(Available data)

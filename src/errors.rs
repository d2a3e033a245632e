//! Error kinds reported while setting up or driving the frame renderer.

use glutin;

use crate::video::assets::ShaderStage;

#[derive(Debug, Fail)]
pub enum Error {
    /// The window, the GL context, the function loader or a GPU object could
    /// not be created.
    #[fail(display = "Failed to create {}: {}", _0, _1)]
    ResourceCreation(&'static str, String),
    /// A shader stage failed to compile, or a program failed to link. `log`
    /// holds the diagnostic text of the failing object.
    #[fail(display = "ERROR::SHADER::{}\n{}", stage, log)]
    ShaderBuild { stage: ShaderStage, log: String },
    /// Presenting the back buffer or re-binding the context failed.
    #[fail(display = "Failed to present frame: {}", _0)]
    Present(String),
    /// A GPU object was used or released after it had been deleted, or was
    /// never created by this backend.
    #[fail(display = "{} is invalid.", _0)]
    HandleInvalid(String),
    #[fail(display = "Invalid settings: {}", _0)]
    Settings(String),
}

pub type Result<T> = ::std::result::Result<T, Error>;

impl Error {
    /// Returns the shader stage associated with this error, if any.
    pub fn shader_stage(&self) -> Option<ShaderStage> {
        match *self {
            Error::ShaderBuild { stage, .. } => Some(stage),
            _ => None,
        }
    }
}

impl From<glutin::CreationError> for Error {
    fn from(err: glutin::CreationError) -> Error {
        Error::ResourceCreation("window", format!("{}", err))
    }
}

impl From<glutin::ContextError> for Error {
    fn from(err: glutin::ContextError) -> Error {
        Error::Present(format!("{}", err))
    }
}

impl From<serde_json::Error> for Error {
    fn from(err: serde_json::Error) -> Error {
        Error::Settings(format!("{}", err))
    }
}
use std::collections::HashSet;

use super::events::InputEvent;

/// Symbolic name for a keyboard key.
#[derive(Copy, Clone, Eq, PartialEq, Ord, PartialOrd, Hash, Debug, Serialize, Deserialize)]
pub enum Key {
    /// The Escape key, next to F1.
    Escape,
    /// The Enter key.
    Return,
    /// The space bar.
    Space,
    /// The Backspace key, right over Enter.
    Back,
    Tab,

    Q,
    W,
    A,
    S,
    D,
    X,

    F1,
    F2,
    F3,
    F4,

    Left,
    Up,
    Right,
    Down,
}

/// Tracks which keys are held down, and which changed during the last frame.
#[derive(Debug, Default)]
pub struct Keyboard {
    downs: HashSet<Key>,
    presses: HashSet<Key>,
    releases: HashSet<Key>,
}

impl Keyboard {
    pub fn new() -> Self {
        Keyboard::default()
    }

    /// Forgets the per-frame press and release records. Keys that are still held
    /// down stay down.
    pub fn advance(&mut self) {
        self.presses.clear();
        self.releases.clear();
    }

    pub fn on_event(&mut self, v: &InputEvent) {
        match *v {
            InputEvent::KeyboardPressed { key } => self.on_key_pressed(key),
            InputEvent::KeyboardReleased { key } => self.on_key_released(key),
        }
    }

    pub fn on_key_pressed(&mut self, key: Key) {
        if self.downs.insert(key) {
            self.presses.insert(key);
        }
    }

    pub fn on_key_released(&mut self, key: Key) {
        if self.downs.remove(&key) {
            self.releases.insert(key);
        }
    }

    /// Checks if a key is currently held down.
    #[inline]
    pub fn is_key_down(&self, key: Key) -> bool {
        self.downs.contains(&key)
    }

    /// Checks if a key has been pressed down during the last frame.
    #[inline]
    pub fn is_key_press(&self, key: Key) -> bool {
        self.presses.contains(&key)
    }

    /// Checks if a key has been released during the last frame.
    #[inline]
    pub fn is_key_release(&self, key: Key) -> bool {
        self.releases.contains(&key)
    }
}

(End Available data)

> Exercise instructions: Please return every line from the one that contains "currently held down." through the end of the entries, exactly, leaving out all others.

> Completed exercise:
    /// Checks if a key is currently held down.
    #[inline]
    pub fn is_key_down(&self, key: Key) -> bool {
        self.downs.contains(&key)
    }

    /// Checks if a key has been pressed down during the last frame.
    #[inline]
    pub fn is_key_press(&self, key: Key) -> bool {
        self.presses.contains(&key)
    }

    /// Checks if a key has been released during the last frame.
    #[inline]
    pub fn is_key_release(&self, key: Key) -> bool {
        self.releases.contains(&key)
    }
}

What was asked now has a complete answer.